Это разбуженное в народе духовное движение – не утоленная революцией тоска по справедливой, совестливой власти – взывало к новому водителю. «Звезда Столыпина, – пишет историк В.В. Казарезов, – взошла на российском политическом небосклоне не случайно. Он был востребован историей именно в столь драматический момент, потому что лучше, чем кто-либо другой, был способен помочь России, а вернее, спасти ее, вывести с минимальными потерями из грозных общественных катаклизмов…»[17]
Восхождение Столыпина началось на юго-востоке, в далеком провинциальном Саратове. В 1903 году он становится саратовским губернатором, получив личный наказ от царя поправить положение дел в губернии. Поволжский край считался одним из слабых звеньев внутренних провинций империи. В губернской администрации и дворянском самоуправлении остро ощущался недостаток в культурном и образованном элементе. «В некоторых уездах, – докладывал Столыпин императору, – с большим трудом избираются даже уездные предводители дворянства»[18]. Такое положение приводило к падению авторитета распорядительной власти уже на уездном уровне. Отсюда злоупотребления волостных властей, их произвол и коррупция.
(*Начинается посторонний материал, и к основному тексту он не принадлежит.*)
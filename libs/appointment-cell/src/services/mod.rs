pub mod booking;
pub mod conflict;
pub mod lifecycle;

pub use booking::AppointmentBookingService;
pub use conflict::ConflictWindow;
pub use lifecycle::AppointmentLifecycleService;
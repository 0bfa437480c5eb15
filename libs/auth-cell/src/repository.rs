use anyhow::Result;
use async_trait::async_trait;
use chrono::Utc;
use uuid::Uuid;

use shared_database::{GuardedWrite, MemoryTable};
use shared_models::{NewIdentity, User};

/// Persistence port for user identities.
#[async_trait]
pub trait IdentityStore: Send + Sync {
    /// Creates the identity unless the username is already taken; the
    /// uniqueness check and the insert are one atomic step.
    async fn create_identity(&self, identity: NewIdentity) -> Result<GuardedWrite<User>>;
    async fn find_identity(&self, id: Uuid) -> Result<Option<User>>;
    async fn find_by_username(&self, username: &str) -> Result<Option<User>>;
    /// Overwrites an existing identity. `None` when the id is unknown.
    async fn update_identity(&self, user: User) -> Result<Option<User>>;
    /// Returns true if a row was deleted.
    async fn delete_identity(&self, id: Uuid) -> Result<bool>;
}

pub struct InMemoryIdentityStore {
    users: MemoryTable<User>,
}

impl InMemoryIdentityStore {
    pub fn new() -> Self {
        Self {
            users: MemoryTable::new("users"),
        }
    }
}

impl Default for InMemoryIdentityStore {
    fn default() -> Self {
        Self::new()
    }
}

#[async_trait]
impl IdentityStore for InMemoryIdentityStore {
    async fn create_identity(&self, identity: NewIdentity) -> Result<GuardedWrite<User>> {
        let now = Utc::now();
        let user = User {
            id: Uuid::new_v4(),
            username: identity.username,
            password_hash: identity.password_hash,
            first_name: identity.contact.first_name,
            last_name: identity.contact.last_name,
            email: identity.contact.email,
            phone_number: identity.contact.phone_number,
            role: identity.role,
            active: true,
            created_at: now,
            updated_at: now,
        };

        let username = user.username.to_lowercase();
        self.users
            .insert_unless(user, |existing| existing.username.to_lowercase() == username)
            .await
    }

    async fn find_identity(&self, id: Uuid) -> Result<Option<User>> {
        Ok(self.users.get(id).await)
    }

    async fn find_by_username(&self, username: &str) -> Result<Option<User>> {
        let username = username.to_lowercase();
        Ok(self
            .users
            .find_first(|u| u.username.to_lowercase() == username)
            .await)
    }

    async fn update_identity(&self, user: User) -> Result<Option<User>> {
        Ok(self.users.replace(user).await)
    }

    async fn delete_identity(&self, id: Uuid) -> Result<bool> {
        Ok(self.users.remove(id).await.is_some())
    }
}
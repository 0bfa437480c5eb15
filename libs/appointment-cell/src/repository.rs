use anyhow::Result;
use async_trait::async_trait;
use chrono::{DateTime, Utc};
use uuid::Uuid;

use shared_database::{GuardedWrite, MemoryTable, Record};

use crate::models::{Appointment, AppointmentStatus};
use crate::services::conflict::ConflictWindow;

/// Persistence port for appointments.
///
/// The guarded writes run the doctor's conflict search and the write as one
/// atomic step; two callers racing for the same slot can never both succeed.
#[async_trait]
pub trait AppointmentRepository: Send + Sync {
    /// Inserts unless a slot-holding appointment of the same doctor falls
    /// inside `window` around the new one. Blocking rows are returned.
    async fn create_if_vacant(
        &self,
        appointment: Appointment,
        window: ConflictWindow,
    ) -> Result<GuardedWrite<Appointment>>;
    /// Like `create_if_vacant`, for an existing row; the row itself never
    /// counts as a conflict.
    async fn update_if_vacant(
        &self,
        appointment: Appointment,
        window: ConflictWindow,
    ) -> Result<GuardedWrite<Appointment>>;
    async fn update(&self, appointment: Appointment) -> Result<Option<Appointment>>;
    async fn find_by_id(&self, id: Uuid) -> Result<Option<Appointment>>;
    async fn find_all(&self) -> Result<Vec<Appointment>>;
    async fn find_by_patient(&self, patient_id: Uuid) -> Result<Vec<Appointment>>;
    async fn find_by_doctor(&self, doctor_id: Uuid) -> Result<Vec<Appointment>>;
    async fn find_by_status(&self, status: AppointmentStatus) -> Result<Vec<Appointment>>;
    /// Both bounds inclusive.
    async fn find_between(&self, start: DateTime<Utc>, end: DateTime<Utc>) -> Result<Vec<Appointment>>;
    async fn find_by_patient_between(
        &self,
        patient_id: Uuid,
        start: DateTime<Utc>,
        end: DateTime<Utc>,
    ) -> Result<Vec<Appointment>>;
    /// Read-only version of the guarded search.
    async fn find_conflicts(
        &self,
        doctor_id: Uuid,
        at: DateTime<Utc>,
        window: ConflictWindow,
    ) -> Result<Vec<Appointment>>;
    async fn delete(&self, id: Uuid) -> Result<bool>;
    async fn count(&self) -> Result<usize>;
}

impl Record for Appointment {
    fn record_id(&self) -> Uuid {
        self.id
    }
}

pub struct InMemoryAppointmentRepository {
    appointments: MemoryTable<Appointment>,
}

impl InMemoryAppointmentRepository {
    pub fn new() -> Self {
        Self {
            appointments: MemoryTable::new("appointments"),
        }
    }
}

impl Default for InMemoryAppointmentRepository {
    fn default() -> Self {
        Self::new()
    }
}

#[async_trait]
impl AppointmentRepository for InMemoryAppointmentRepository {
    async fn create_if_vacant(
        &self,
        appointment: Appointment,
        window: ConflictWindow,
    ) -> Result<GuardedWrite<Appointment>> {
        let (doctor_id, at) = (appointment.doctor_id, appointment.scheduled_at);
        self.appointments
            .insert_unless(appointment, |existing| window.blocks(doctor_id, at, existing))
            .await
    }

    async fn update_if_vacant(
        &self,
        appointment: Appointment,
        window: ConflictWindow,
    ) -> Result<GuardedWrite<Appointment>> {
        let (doctor_id, at) = (appointment.doctor_id, appointment.scheduled_at);
        Ok(self
            .appointments
            .replace_unless(appointment, |existing| window.blocks(doctor_id, at, existing))
            .await)
    }

    async fn update(&self, appointment: Appointment) -> Result<Option<Appointment>> {
        Ok(self.appointments.replace(appointment).await)
    }

    async fn find_by_id(&self, id: Uuid) -> Result<Option<Appointment>> {
        Ok(self.appointments.get(id).await)
    }

    async fn find_all(&self) -> Result<Vec<Appointment>> {
        Ok(self.appointments.all().await)
    }

    async fn find_by_patient(&self, patient_id: Uuid) -> Result<Vec<Appointment>> {
        Ok(self.appointments.filter(|a| a.patient_id == patient_id).await)
    }

    async fn find_by_doctor(&self, doctor_id: Uuid) -> Result<Vec<Appointment>> {
        Ok(self.appointments.filter(|a| a.doctor_id == doctor_id).await)
    }

    async fn find_by_status(&self, status: AppointmentStatus) -> Result<Vec<Appointment>> {
        Ok(self.appointments.filter(|a| a.status == status).await)
    }

    async fn find_between(&self, start: DateTime<Utc>, end: DateTime<Utc>) -> Result<Vec<Appointment>> {
        Ok(self
            .appointments
            .filter(|a| a.scheduled_at >= start && a.scheduled_at <= end)
            .await)
    }

    async fn find_by_patient_between(
        &self,
        patient_id: Uuid,
        start: DateTime<Utc>,
        end: DateTime<Utc>,
    ) -> Result<Vec<Appointment>> {
        Ok(self
            .appointments
            .filter(|a| a.patient_id == patient_id && a.scheduled_at >= start && a.scheduled_at <= end)
            .await)
    }

    async fn find_conflicts(
        &self,
        doctor_id: Uuid,
        at: DateTime<Utc>,
        window: ConflictWindow,
    ) -> Result<Vec<Appointment>> {
        Ok(self
            .appointments
            .filter(|a| window.blocks(doctor_id, at, a))
            .await)
    }

    async fn delete(&self, id: Uuid) -> Result<bool> {
        Ok(self.appointments.remove(id).await.is_some())
    }

    async fn count(&self) -> Result<usize> {
        Ok(self.appointments.count().await)
    }
}
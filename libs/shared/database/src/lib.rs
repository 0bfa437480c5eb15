pub mod memory;

pub use memory::{GuardedWrite, MemoryTable, Record};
«Мне пришлось в одной волости, – писал Столыпин жене о своей ревизии в Царицынском уезде, – раскрыть такие злоупотребления, что я тут же, расследовав весь ужас, перенесенный крестьянами […] тут же уволил вол[остного] писаря и земскому начальнику приказал до Нового года подать в отставку. […] Крестьяне говорили: “Совесть пропита, правда запродана”; “ждали тебя, как царя”. Ждали ведь они 25 лет […], но тут, чтобы водворить порядок, надо бы год не выходить из волостей. Дай-то мне Бог хоть немного очистить эти авгиевы конюшни»[19].
Не хватало в Саратовском крае и правоохранительных сил. На громадных просторах губернии один пеший полицейский приходился на 20 квадратных верст, а наемное кавалерийское спецподразделение из казаков не превышало численностью 60–80 сабель. При таком дефиците административного ресурса новому губернатору было нелегко поддерживать элементарный порядок. А между тем социальная напряженность в крае нарастала с каждым годом. Местное крестьянство, задыхавшееся от малоземелья, легко поддавалось революционной пропаганде. Давали о себе знать и бунтарские гены. Здесь хорошо помнили Разина и Пугачева, некогда превративших Саратов в форпост крестьянской войны. Уже в первый год губернаторства Столыпин столкнулся с массовым неповиновением крестьян. «Население, – сообщал Столыпин царю, – местами весьма разнузданное, склонно снисходительность считать за слабость и чуть ли не за поощрение со стороны правительства»[20].
Еще год оставался до революции, а губернатору уже приходилось усмирять волнения саратовских крестьян.